╭─ DATA FOR PROCESSING
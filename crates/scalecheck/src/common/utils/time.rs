use std::time::Duration;

// Allows specifying humantime format (2h, 3m, etc.)
crate::arg_wrapper!(ArgDuration, Duration, humantime::parse_duration);

#[cfg(not(test))]
pub fn now_monotonic() -> std::time::Instant {
    std::time::Instant::now()
}

#[cfg(test)]
pub use mock_time::now_monotonic;
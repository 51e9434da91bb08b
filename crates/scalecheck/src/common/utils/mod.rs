pub mod fs;
pub mod time;

/// Wraps a type that does not implement [`std::str::FromStr`] in the desired way,
/// so that it can be used as a CLI argument.
#[macro_export]
macro_rules! arg_wrapper {
    ($name:ident, $wrapped_type:ty, $parser:expr) => {
        #[derive(Clone, Debug)]
        pub struct $name($wrapped_type);

        impl ::std::str::FromStr for $name {
            type Err = ::anyhow::Error;

            fn from_str(s: &str) -> ::std::result::Result<Self, Self::Err> {
                ::std::result::Result::Ok(Self($parser(s)?))
            }
        }

        impl $name {
            pub fn get(&self) -> &$wrapped_type {
                &self.0
            }
            pub fn unpack(self) -> $wrapped_type {
                self.0
            }
        }
    };
}
use thiserror::Error;

#[derive(Debug, Error)]
pub enum HarnessError {
    #[error(transparent)]
    IoError(#[from] std::io::Error),
    #[error("Serialization error: {0}")]
    SerializationError(String),
    #[error("Configuration error: {0}")]
    ConfigError(String),
    #[error("`{tool}` failed: {message}")]
    ToolError { tool: String, message: String },
    #[error("Invalid scheduler payload: {0}")]
    PayloadError(String),
    #[error("Convergence error: {0}")]
    ConvergenceError(String),
    #[error("Cancelled")]
    Cancelled,
}

impl HarnessError {
    pub fn tool(tool: impl Into<String>, message: impl Into<String>) -> Self {
        Self::ToolError {
            tool: tool.into(),
            message: message.into(),
        }
    }
}

impl From<serde_json::error::Error> for HarnessError {
    fn from(e: serde_json::error::Error) -> Self {
        Self::SerializationError(e.to_string())
    }
}

impl From<base64::DecodeError> for HarnessError {
    fn from(e: base64::DecodeError) -> Self {
        Self::SerializationError(e.to_string())
    }
}
use std::path::{Path, PathBuf};
use std::str::FromStr;

use anyhow::Context;
use clap::{CommandFactory, FromArgMatches};
use colored::Colorize;

use scalecheck::common::cli::{
    CommonOpts, PerProjectOpts, RootOptions, SetMinSizeOpts, SubCommand, UnifiedOpts, WaitOpts,
};
use scalecheck::common::setup::setup_logging;
use scalecheck::common::utils::fs::absolute_path;
use scalecheck::database::{GcloudInstanceAdmin, InstanceName, wait_for_processing_units};
use scalecheck::poll::CancelToken;
use scalecheck::scenario::Services;
use scalecheck::scenario::per_project::{PerProjectConfigBuilder, run_per_project};
use scalecheck::scenario::unified::{UnifiedConfigBuilder, run_unified};
use scalecheck::scheduler::{GcloudScheduler, JobName, set_min_size};
use scalecheck::tool::{SystemRunner, locate_tool};

/// Resolved locations of the external tools.
struct Tools {
    terraform: Option<PathBuf>,
    gcloud: PathBuf,
}

impl Tools {
    fn resolve(common: &CommonOpts) -> anyhow::Result<Self> {
        let gcloud = match &common.gcloud {
            Some(path) => path.clone(),
            None => locate_tool("gcloud")?,
        };
        Ok(Self {
            terraform: common.terraform.clone(),
            gcloud,
        })
    }

    fn terraform(&self) -> anyhow::Result<PathBuf> {
        match &self.terraform {
            Some(path) => Ok(path.clone()),
            None => Ok(locate_tool("terraform")?),
        }
    }
}

fn with_services<F>(tools: &Tools, cancel: &CancelToken, f: F) -> anyhow::Result<()>
where
    F: FnOnce(&Services) -> scalecheck::Result<()>,
{
    let runner = SystemRunner;
    let admin = GcloudInstanceAdmin::new(&runner, tools.gcloud.clone());
    let scheduler = GcloudScheduler::new(&runner, tools.gcloud.clone());
    let services = Services {
        runner: &runner,
        admin: &admin,
        scheduler: &scheduler,
        cancel: cancel.clone(),
    };
    f(&services)?;
    Ok(())
}

fn terraform_dir(path: &Path) -> anyhow::Result<PathBuf> {
    absolute_path(path.to_path_buf())
        .with_context(|| format!("Cannot resolve Terraform directory {}", path.display()))
}

// Commands

fn command_per_project(
    tools: &Tools,
    cancel: &CancelToken,
    opts: PerProjectOpts,
) -> anyhow::Result<()> {
    let config = PerProjectConfigBuilder::default()
        .project_id(opts.scenario.project_id)
        .region(opts.region)
        .terraform_dir(terraform_dir(&opts.scenario.terraform_dir)?)
        .terraform_binary(tools.terraform()?)
        .finish()?;
    with_services(tools, cancel, |services| run_per_project(services, &config))
}

fn command_unified(tools: &Tools, cancel: &CancelToken, opts: UnifiedOpts) -> anyhow::Result<()> {
    let config = UnifiedConfigBuilder::default()
        .project_id(opts.scenario.project_id)
        .region(opts.region)
        .terraform_dir(terraform_dir(&opts.scenario.terraform_dir)?)
        .terraform_binary(tools.terraform()?)
        .deploy_script(opts.deploy_script)
        .finish()?;
    with_services(tools, cancel, |services| run_unified(services, &config))
}

fn command_wait(tools: &Tools, cancel: &CancelToken, opts: WaitOpts) -> anyhow::Result<()> {
    let instance = InstanceName::from_str(&opts.instance)?;
    let poller = opts.poller(cancel)?;

    let runner = SystemRunner;
    let admin = GcloudInstanceAdmin::new(&runner, tools.gcloud.clone());
    let units = wait_for_processing_units(&admin, &instance, opts.target, &poller)
        .map_err(scalecheck::Error::from)?;
    log::info!("Instance {instance} reached {units} PUs");
    Ok(())
}

fn command_set_min_size(tools: &Tools, opts: SetMinSizeOpts) -> anyhow::Result<()> {
    let job = JobName::from_str(&opts.job)?;
    let runner = SystemRunner;
    let scheduler = GcloudScheduler::new(&runner, tools.gcloud.clone());
    set_min_size(&scheduler, &job, opts.units)?;
    Ok(())
}

fn main() -> scalecheck::Result<()> {
    let matches = RootOptions::command().get_matches();
    let top_opts = match RootOptions::from_arg_matches(&matches) {
        Ok(opts) => opts,
        Err(error) => error.exit(),
    };

    setup_logging(top_opts.common.debug);

    let cancel = CancelToken::new();
    cancel.install_signal_handlers()?;

    let result = Tools::resolve(&top_opts.common).and_then(|tools| match top_opts.subcmd {
        SubCommand::PerProject(opts) => command_per_project(&tools, &cancel, opts),
        SubCommand::Unified(opts) => command_unified(&tools, &cancel, opts),
        SubCommand::Wait(opts) => command_wait(&tools, &cancel, opts),
        SubCommand::SetMinSize(opts) => command_set_min_size(&tools, opts),
    });

    if let Err(e) = result {
        eprintln!("{} {e:?}", "Error:".red().bold());
        std::process::exit(1);
    }

    eprintln!("{}", "Success".green().bold());
    Ok(())
}
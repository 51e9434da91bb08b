//! Unified deployment on GKE.
//!
//! The autoscaler configuration is baked into the deployment, so the scale-up
//! is triggered by redeploying it with a new target size.
use derive_builder::Builder;
use std::path::PathBuf;

use crate::common::error::HarnessError;
use crate::database::{InstanceName, wait_for_processing_units};
use crate::deploy::{DEFAULT_DEPLOY_SCRIPT, deploy_autoscaler};
use crate::poll::PollPolicy;
use crate::scenario::{
    DEFAULT_TERRAFORM_DIR, FirstError, LONG_WAIT, SPANNER_TARGET_PROCESSING_UNITS,
    SPANNER_TEST_PROCESSING_UNITS, Services,
};
use crate::terraform::TerraformOptions;

#[derive(Builder, Clone, Debug)]
#[builder(pattern = "owned")]
pub struct UnifiedConfig {
    #[builder(setter(into))]
    pub project_id: String,
    #[builder(setter(into))]
    pub region: String,
    #[builder(default = "PathBuf::from(DEFAULT_TERRAFORM_DIR)")]
    pub terraform_dir: PathBuf,
    #[builder(default = "PathBuf::from(\"terraform\")")]
    pub terraform_binary: PathBuf,
    #[builder(default = "PathBuf::from(DEFAULT_DEPLOY_SCRIPT)")]
    pub deploy_script: PathBuf,
    #[builder(default = "\"autoscale-test\".to_string()", setter(into))]
    pub spanner_name: String,
    #[builder(default = "SPANNER_TEST_PROCESSING_UNITS")]
    pub test_units: u32,
    #[builder(default = "SPANNER_TARGET_PROCESSING_UNITS")]
    pub target_units: u32,
    #[builder(default = "LONG_WAIT")]
    pub initial_wait: PollPolicy,
    #[builder(default = "LONG_WAIT")]
    pub scale_wait: PollPolicy,
}

impl UnifiedConfigBuilder {
    pub fn finish(self) -> crate::Result<UnifiedConfig> {
        self.build()
            .map_err(|e| HarnessError::ConfigError(e.to_string()))
    }
}

impl UnifiedConfig {
    pub fn terraform_options(&self) -> TerraformOptions {
        TerraformOptions::new(self.terraform_binary.clone(), self.terraform_dir.clone())
            .var("project_id", self.project_id.as_str())
            .var("region", self.region.as_str())
            .var("spanner_name", self.spanner_name.as_str())
            .var("terraform_spanner_test", true)
            .var("terraform_spanner_state", true)
            .var("spanner_test_processing_units", self.test_units)
    }
}

pub fn run_unified(services: &Services, config: &UnifiedConfig) -> crate::Result<()> {
    let terraform_dir = config.terraform_dir.as_path();
    services.setup(config.terraform_options())?;

    services.with_teardown(terraform_dir, || {
        services.apply(terraform_dir)?;

        // A failed step does not stop the validation, the first error is reported
        services.stage("validate", || {
            let instance = InstanceName::new(&config.project_id, &config.spanner_name);
            log::info!("Using instance ID: {instance}");
            let mut errors = FirstError::default();

            let initial = services.poller("initial processing units", config.initial_wait);
            errors.record(
                "Initial wait",
                wait_for_processing_units(services.admin, &instance, config.test_units, &initial),
            );

            services.cancel.check()?;
            errors.record(
                "Deploy",
                deploy_autoscaler(
                    services.runner,
                    &config.deploy_script,
                    &config.project_id,
                    &config.region,
                    config.target_units,
                ),
            );

            services.cancel.check()?;
            let scaled = services.poller("scaled processing units", config.scale_wait);
            errors.record(
                "Scaled wait",
                wait_for_processing_units(services.admin, &instance, config.target_units, &scaled),
            );
            errors.finish()
        })
    })
}
pub mod cli;
pub mod env;
pub mod error;
pub mod setup;
pub mod utils;
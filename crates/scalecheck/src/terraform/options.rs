use serde::{Deserialize, Serialize};
use std::collections::BTreeMap;
use std::path::{Path, PathBuf};

/// Directory (inside the Terraform directory) where data shared between test stages is stored.
const TEST_DATA_DIR: &str = ".test-data";

const OPTIONS_FILE_NAME: &str = "TerraformOptions.json";

#[derive(Debug, Clone, PartialEq, Serialize, Deserialize)]
pub struct TerraformOptions {
    pub binary: PathBuf,
    pub terraform_dir: PathBuf,
    /// Values passed with `-var`, ordered by name.
    pub vars: BTreeMap<String, serde_json::Value>,
    pub no_color: bool,
}

impl TerraformOptions {
    pub fn new(binary: PathBuf, terraform_dir: PathBuf) -> Self {
        Self {
            binary,
            terraform_dir,
            vars: Default::default(),
            no_color: true,
        }
    }

    pub fn var(mut self, name: &str, value: impl Into<serde_json::Value>) -> Self {
        self.vars.insert(name.to_string(), value.into());
        self
    }

    /// `-var name=value` arguments.
    pub fn var_args(&self) -> Vec<String> {
        self.vars
            .iter()
            .flat_map(|(name, value)| ["-var".to_string(), format!("{name}={}", format_var(value))])
            .collect()
    }
}

fn format_var(value: &serde_json::Value) -> String {
    match value {
        serde_json::Value::String(value) => value.clone(),
        value => value.to_string(),
    }
}

pub fn options_path(terraform_dir: &Path) -> PathBuf {
    terraform_dir.join(TEST_DATA_DIR).join(OPTIONS_FILE_NAME)
}

/// Stores the options so that later stages (possibly in another process) can load them.
pub fn save_options(options: &TerraformOptions) -> crate::Result<PathBuf> {
    let path = options_path(&options.terraform_dir);
    if let Some(parent) = path.parent() {
        std::fs::create_dir_all(parent)?;
    }
    std::fs::write(&path, serde_json::to_vec_pretty(options)?)?;
    log::debug!("Terraform options stored in {}", path.display());
    Ok(path)
}

pub fn load_options(terraform_dir: &Path) -> crate::Result<TerraformOptions> {
    let path = options_path(terraform_dir);
    let data = std::fs::read(&path).map_err(|e| {
        crate::Error::ConfigError(format!(
            "Cannot load Terraform options from {} (was the setup stage run?): {e}",
            path.display()
        ))
    })?;
    Ok(serde_json::from_slice(&data)?)
}
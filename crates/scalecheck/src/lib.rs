pub mod common;
pub mod database;
pub mod deploy;
pub mod poll;
pub mod scenario;
pub mod scheduler;
pub mod stage;
pub mod terraform;
pub mod tool;

#[cfg(test)]
pub(crate) mod tests;

pub type Error = crate::common::error::HarnessError;
pub type Result<T> = std::result::Result<T, Error>;

pub const SCALECHECK_VERSION: &str = {
    match option_env!("SCALECHECK_BUILD_VERSION") {
        Some(version) => version,
        None => const_format::concatcp!(env!("CARGO_PKG_VERSION"), "-dev"),
    }
};
use std::path::Path;

use crate::tool::{CommandRunner, Invocation, run_checked};

pub const DEFAULT_DEPLOY_SCRIPT: &str = "./gke_deploy.sh";

/// Runs the deployment script as `<script> <project> <region> <units>`.
/// Its output is forwarded to ours.
pub fn deploy_autoscaler(
    runner: &dyn CommandRunner,
    script: &Path,
    project_id: &str,
    region: &str,
    target_units: u32,
) -> crate::Result<()> {
    let invocation = Invocation::new(
        script,
        [
            project_id.to_string(),
            region.to_string(),
            target_units.to_string(),
        ],
    )
    .streamed();

    log::info!(
        "Executing deploy script with args: {}",
        invocation.command_line()
    );
    if let Err(error) = run_checked(runner, &invocation) {
        log::error!("There was an error running the deploy script: {error}");
        return Err(error);
    }
    Ok(())
}

#[cfg(test)]
mod tests {
    use std::path::{Path, PathBuf};

    use crate::deploy::deploy_autoscaler;
    use crate::tests::utils::{ScriptedRunner, exit_output};

    #[test]
    fn deploy_arguments() {
        let runner = ScriptedRunner::new();
        deploy_autoscaler(&runner, Path::new("./gke_deploy.sh"), "p1", "europe-west1", 200)
            .unwrap();

        let invocations = runner.invocations();
        assert_eq!(invocations.len(), 1);
        assert_eq!(invocations[0].program, PathBuf::from("./gke_deploy.sh"));
        assert_eq!(invocations[0].args, vec!["p1", "europe-west1", "200"]);
        assert!(invocations[0].stream_output);
    }

    #[test]
    fn deploy_failure() {
        let runner = ScriptedRunner::new().respond("p1", exit_output(1, ""));
        assert!(
            deploy_autoscaler(&runner, Path::new("./gke_deploy.sh"), "p1", "r", 200).is_err()
        );
    }
}
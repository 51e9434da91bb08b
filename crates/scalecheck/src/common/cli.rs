use std::path::PathBuf;

use clap::Parser;

use crate::common::env::{
    PROJECT_ID, REGION, SCALECHECK_DEBUG, SCALECHECK_GCLOUD, SCALECHECK_TERRAFORM,
};
use crate::common::error::HarnessError;
use crate::common::utils::time::{ArgDuration, now_monotonic};
use crate::deploy::DEFAULT_DEPLOY_SCRIPT;
use crate::poll::{CancelToken, PollPolicy, Poller};
use crate::scenario::{DEFAULT_REGION, DEFAULT_TERRAFORM_DIR};

// Common CLI options
#[derive(Parser)]
pub struct CommonOpts {
    /// Path to the Terraform binary (looked up in PATH by default)
    #[arg(
        long,
        value_hint = clap::ValueHint::FilePath,
        global = true,
        env = SCALECHECK_TERRAFORM,
        help_heading("GLOBAL OPTIONS"),
        hide_short_help(true)
    )]
    pub terraform: Option<PathBuf>,

    /// Path to the gcloud binary (looked up in PATH by default)
    #[arg(
        long,
        value_hint = clap::ValueHint::FilePath,
        global = true,
        env = SCALECHECK_GCLOUD,
        help_heading("GLOBAL OPTIONS"),
        hide_short_help(true)
    )]
    pub gcloud: Option<PathBuf>,

    /// Enables more detailed log output
    #[arg(
        long,
        env = SCALECHECK_DEBUG,
        global = true,
        help_heading("GLOBAL OPTIONS"),
        hide_short_help(true)
    )]
    pub debug: bool,
}

// Root CLI options
#[derive(Parser)]
#[command(
    author,
    about,
    version(crate::SCALECHECK_VERSION),
    disable_help_subcommand(true),
    help_expected(true)
)]
pub struct RootOptions {
    #[clap(flatten)]
    pub common: CommonOpts,

    #[clap(subcommand)]
    pub subcmd: SubCommand,
}

#[derive(Parser)]
pub enum SubCommand {
    /// Deploy the per-project (Cloud Functions) autoscaler and check that it scales
    /// the instance after its scheduler configuration changes
    PerProject(PerProjectOpts),
    /// Deploy the unified (GKE) autoscaler and check that it scales the instance
    /// after a redeploy
    Unified(UnifiedOpts),
    /// Wait until an instance reports the given number of processing units
    Wait(WaitOpts),
    /// Change the minimal size in the autoscaler config of a scheduler job
    SetMinSize(SetMinSizeOpts),
}

#[derive(Parser)]
pub struct ScenarioOpts {
    /// Project where the test infrastructure is created
    #[arg(long, env = PROJECT_ID)]
    pub project_id: String,

    /// Directory with the Terraform configuration
    #[arg(long, value_hint = clap::ValueHint::DirPath, default_value = DEFAULT_TERRAFORM_DIR)]
    pub terraform_dir: PathBuf,
}

#[derive(Parser)]
pub struct PerProjectOpts {
    #[clap(flatten)]
    pub scenario: ScenarioOpts,

    /// Region of the test infrastructure
    #[arg(long, default_value = DEFAULT_REGION)]
    pub region: String,
}

#[derive(Parser)]
pub struct UnifiedOpts {
    #[clap(flatten)]
    pub scenario: ScenarioOpts,

    /// Region of the test infrastructure
    #[arg(long, env = REGION)]
    pub region: String,

    /// Script that deploys the autoscaler, called with `<project> <region> <units>`
    #[arg(long, value_hint = clap::ValueHint::FilePath, default_value = DEFAULT_DEPLOY_SCRIPT)]
    pub deploy_script: PathBuf,
}

#[derive(Parser)]
pub struct WaitOpts {
    /// Instance name (projects/<project>/instances/<instance>)
    #[arg(long)]
    pub instance: String,

    /// Expected number of processing units
    #[arg(long)]
    pub target: u32,

    /// How many times the instance is queried
    #[arg(long, default_value_t = 30)]
    pub retries: u32,

    /// Delay between queries
    #[arg(long, default_value = "10s")]
    pub interval: ArgDuration,

    /// Give up after this duration, regardless of the remaining retries
    #[arg(long)]
    pub timeout: Option<ArgDuration>,
}

impl WaitOpts {
    /// Poller following the retry options, with a deadline when `--timeout` is set.
    pub fn poller(&self, cancel: &CancelToken) -> crate::Result<Poller> {
        let policy = PollPolicy::new(self.retries, *self.interval.get())?;
        let poller = Poller::new("processing units", policy).with_cancel(cancel.clone());
        match &self.timeout {
            Some(timeout) => {
                let deadline = now_monotonic().checked_add(*timeout.get()).ok_or_else(|| {
                    HarnessError::ConfigError(format!(
                        "Timeout {} is too large",
                        humantime::format_duration(*timeout.get())
                    ))
                })?;
                Ok(poller.with_deadline(deadline))
            }
            None => Ok(poller),
        }
    }
}

#[derive(Parser)]
pub struct SetMinSizeOpts {
    /// Job name (projects/<project>/locations/<location>/jobs/<job>)
    #[arg(long)]
    pub job: String,

    /// New minimal size of the instance
    #[arg(long)]
    pub units: u32,
}
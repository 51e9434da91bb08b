macro_rules! create_scalecheck_env {
    ($name: literal) => {
        concat!("SCALECHECK_", $name)
    };
}

/// Prefix of variables that disable a test stage (`SKIP_apply`, `SKIP_teardown`, ...).
pub const SKIP_STAGE_PREFIX: &str = "SKIP_";

/// Known environment variables
pub const PROJECT_ID: &str = "PROJECT_ID";
pub const REGION: &str = "REGION";
pub const SCALECHECK_DEBUG: &str = create_scalecheck_env!("DEBUG");
pub const SCALECHECK_TERRAFORM: &str = create_scalecheck_env!("TERRAFORM");
pub const SCALECHECK_GCLOUD: &str = create_scalecheck_env!("GCLOUD");

pub fn skip_stage_env(stage: &str) -> String {
    format!("{SKIP_STAGE_PREFIX}{stage}")
}
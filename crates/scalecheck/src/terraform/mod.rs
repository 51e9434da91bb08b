mod options;

pub use options::{TerraformOptions, load_options, options_path, save_options};

use crate::common::error::HarnessError;
use crate::tool::{CommandRunner, Invocation, check_tool_output, run_checked};

/// Exit code of `plan -detailed-exitcode` when the plan contains changes.
const PLAN_HAS_CHANGES: i32 = 2;

/// Runs Terraform commands described by [`TerraformOptions`].
pub struct Terraform<'a> {
    runner: &'a dyn CommandRunner,
    options: &'a TerraformOptions,
}

impl<'a> Terraform<'a> {
    pub fn new(runner: &'a dyn CommandRunner, options: &'a TerraformOptions) -> Self {
        Self { runner, options }
    }

    fn no_color(&self, args: &mut Vec<String>) {
        if self.options.no_color {
            args.push("-no-color".to_string());
        }
    }

    /// Arguments of a command that accepts input variables.
    pub fn format_args(&self, command: &str, flags: &[&str], trailing: &[&str]) -> Vec<String> {
        let mut args = vec![command.to_string()];
        args.extend(flags.iter().map(|flag| flag.to_string()));
        self.no_color(&mut args);
        args.extend(self.options.var_args());
        args.extend(trailing.iter().map(|arg| arg.to_string()));
        args
    }

    fn invocation(&self, args: Vec<String>) -> Invocation {
        Invocation::new(&self.options.binary, args).in_dir(&self.options.terraform_dir)
    }

    fn run(&self, args: Vec<String>) -> crate::Result<String> {
        log::info!("Running terraform {}", args.join(" "));
        let output = run_checked(self.runner, &self.invocation(args))?;
        Ok(output.stdout_str()?.to_string())
    }

    pub fn init(&self) -> crate::Result<String> {
        let mut args = vec!["init".to_string(), "-upgrade=false".to_string()];
        self.no_color(&mut args);
        self.run(args)
    }

    pub fn apply(&self) -> crate::Result<String> {
        self.run(self.format_args("apply", &["-input=false", "-auto-approve"], &[]))
    }

    /// Applies the configuration and checks that a second plan has no changes.
    pub fn apply_and_idempotent(&self) -> crate::Result<String> {
        let output = self.apply()?;

        let args = self.format_args(
            "plan",
            &["-input=false", "-lock=false", "-detailed-exitcode"],
            &[],
        );
        log::info!("Running terraform {}", args.join(" "));
        let plan = self.runner.run(&self.invocation(args))?;
        match plan.status {
            Some(0) => Ok(output),
            Some(PLAN_HAS_CHANGES) => Err(HarnessError::tool(
                "terraform",
                format!(
                    "Terraform configuration not idempotent, plan after apply has changes:\n{}",
                    plan.stdout_str()?.trim()
                ),
            )),
            _ => check_tool_output("terraform", plan).map(|_| output),
        }
    }

    pub fn destroy(&self) -> crate::Result<String> {
        self.run(self.format_args("destroy", &["-auto-approve", "-input=false"], &[]))
    }

    /// Imports an existing resource `id` under `address` into the state.
    pub fn import(&self, address: &str, id: &str) -> crate::Result<String> {
        self.run(self.format_args("import", &["-input=false"], &[address, id]))
    }

    /// Value of output `name`. Strings are returned without quotes,
    /// other values as JSON.
    pub fn output(&self, name: &str) -> crate::Result<String> {
        let args = ["output", "-no-color", "-json", name]
            .iter()
            .map(|arg| arg.to_string())
            .collect();
        let stdout = self.run(args)?;
        let value: serde_json::Value = serde_json::from_str(stdout.trim())?;
        Ok(match value {
            serde_json::Value::String(value) => value,
            value => value.to_string(),
        })
    }
}

#[cfg(test)]
mod tests {
    use std::path::PathBuf;

    use crate::common::error::HarnessError;
    use crate::terraform::{Terraform, TerraformOptions};
    use crate::tests::utils::{ScriptedRunner, exit_output, ok_output};

    fn options() -> TerraformOptions {
        TerraformOptions::new("/bin/terraform".into(), PathBuf::from("/work/tf"))
            .var("project_id", "p1")
            .var("region", "us-central1")
    }

    #[test]
    fn init_args() {
        let runner = ScriptedRunner::new();
        let options = options();
        Terraform::new(&runner, &options).init().unwrap();

        let invocation = &runner.invocations()[0];
        assert_eq!(invocation.program, PathBuf::from("/bin/terraform"));
        assert_eq!(invocation.workdir, Some(PathBuf::from("/work/tf")));
        assert_eq!(runner.commands(), vec!["init -upgrade=false -no-color"]);
    }

    #[test]
    fn import_args() {
        let runner = ScriptedRunner::new();
        let options = options();
        Terraform::new(&runner, &options)
            .import("module.scheduler.google_app_engine_application.app", "p1")
            .unwrap();
        insta::assert_snapshot!(runner.commands()[0], @"import -input=false -no-color -var project_id=p1 -var region=us-central1 module.scheduler.google_app_engine_application.app p1");
    }

    #[test]
    fn destroy_args_with_colors() {
        let runner = ScriptedRunner::new();
        let mut options = options();
        options.no_color = false;
        Terraform::new(&runner, &options).destroy().unwrap();
        insta::assert_snapshot!(runner.commands()[0], @"destroy -auto-approve -input=false -var project_id=p1 -var region=us-central1");
    }

    #[test]
    fn apply_and_idempotent_passes() {
        let runner = ScriptedRunner::new().respond("apply", ok_output("Apply complete!"));
        let options = options();
        let output = Terraform::new(&runner, &options)
            .apply_and_idempotent()
            .unwrap();
        assert_eq!(output, "Apply complete!");
        assert_eq!(
            runner.commands(),
            vec![
                "apply -input=false -auto-approve -no-color -var project_id=p1 -var region=us-central1",
                "plan -input=false -lock=false -detailed-exitcode -no-color -var project_id=p1 -var region=us-central1",
            ]
        );
    }

    #[test]
    fn apply_not_idempotent() {
        let runner = ScriptedRunner::new().respond("plan", exit_output(2, ""));
        let options = options();
        let result = Terraform::new(&runner, &options).apply_and_idempotent();
        match result {
            Err(HarnessError::ToolError { message, .. }) => {
                assert!(message.contains("not idempotent"))
            }
            result => panic!("unexpected result {result:?}"),
        }
    }

    #[test]
    fn plan_error() {
        let runner = ScriptedRunner::new().respond("plan", exit_output(1, "Error: provider"));
        let options = options();
        let result = Terraform::new(&runner, &options).apply_and_idempotent();
        match result {
            Err(HarnessError::ToolError { message, .. }) => {
                assert!(message.contains("Error: provider"))
            }
            result => panic!("unexpected result {result:?}"),
        }
    }

    #[test]
    fn failed_apply_skips_plan() {
        let runner = ScriptedRunner::new().respond("apply", exit_output(1, "quota"));
        let options = options();
        assert!(
            Terraform::new(&runner, &options)
                .apply_and_idempotent()
                .is_err()
        );
        assert_eq!(runner.commands().len(), 1);
    }

    #[test]
    fn output_string() {
        let runner = ScriptedRunner::new().respond(
            "output -no-color -json scheduler_job_id",
            ok_output("\"projects/p1/locations/us-central1/jobs/poll-main\"\n"),
        );
        let options = options();
        let value = Terraform::new(&runner, &options)
            .output("scheduler_job_id")
            .unwrap();
        assert_eq!(value, "projects/p1/locations/us-central1/jobs/poll-main");
    }

    #[test]
    fn output_non_string() {
        let runner = ScriptedRunner::new().respond("output", ok_output("[1, 2]\n"));
        let options = options();
        let value = Terraform::new(&runner, &options).output("ids").unwrap();
        assert_eq!(value, "[1,2]");
    }

    #[test]
    fn output_invalid_json() {
        let runner = ScriptedRunner::new().respond("output", ok_output("Warning: No outputs"));
        let options = options();
        assert!(matches!(
            Terraform::new(&runner, &options).output("ids"),
            Err(HarnessError::SerializationError(_))
        ));
    }
}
╰─
**PROBLEM:** Transcribe the lines above between the line holding "the remaining retries" and the line holding "pub const SCALECHECK_TERRAFORM: &str", inclusive, exactly as they stand and with nothing added.

**ANSWER AREA:**
    /// Give up after this duration, regardless of the remaining retries
    #[arg(long)]
    pub timeout: Option<ArgDuration>,
}

impl WaitOpts {
    /// Poller following the retry options, with a deadline when `--timeout` is set.
    pub fn poller(&self, cancel: &CancelToken) -> crate::Result<Poller> {
        let policy = PollPolicy::new(self.retries, *self.interval.get())?;
        let poller = Poller::new("processing units", policy).with_cancel(cancel.clone());
        match &self.timeout {
            Some(timeout) => {
                let deadline = now_monotonic().checked_add(*timeout.get()).ok_or_else(|| {
                    HarnessError::ConfigError(format!(
                        "Timeout {} is too large",
                        humantime::format_duration(*timeout.get())
                    ))
                })?;
                Ok(poller.with_deadline(deadline))
            }
            None => Ok(poller),
        }
    }
}

#[derive(Parser)]
pub struct SetMinSizeOpts {
    /// Job name (projects/<project>/locations/<location>/jobs/<job>)
    #[arg(long)]
    pub job: String,

    /// New minimal size of the instance
    #[arg(long)]
    pub units: u32,
}
repository 51e9434da91bb08b
macro_rules! create_scalecheck_env {
    ($name: literal) => {
        concat!("SCALECHECK_", $name)
    };
}

/// Prefix of variables that disable a test stage (`SKIP_apply`, `SKIP_teardown`, ...).
pub const SKIP_STAGE_PREFIX: &str = "SKIP_";

/// Known environment variables
pub const PROJECT_ID: &str = "PROJECT_ID";
pub const REGION: &str = "REGION";
pub const SCALECHECK_DEBUG: &str = create_scalecheck_env!("DEBUG");
pub const SCALECHECK_TERRAFORM: &str = create_scalecheck_env!("TERRAFORM");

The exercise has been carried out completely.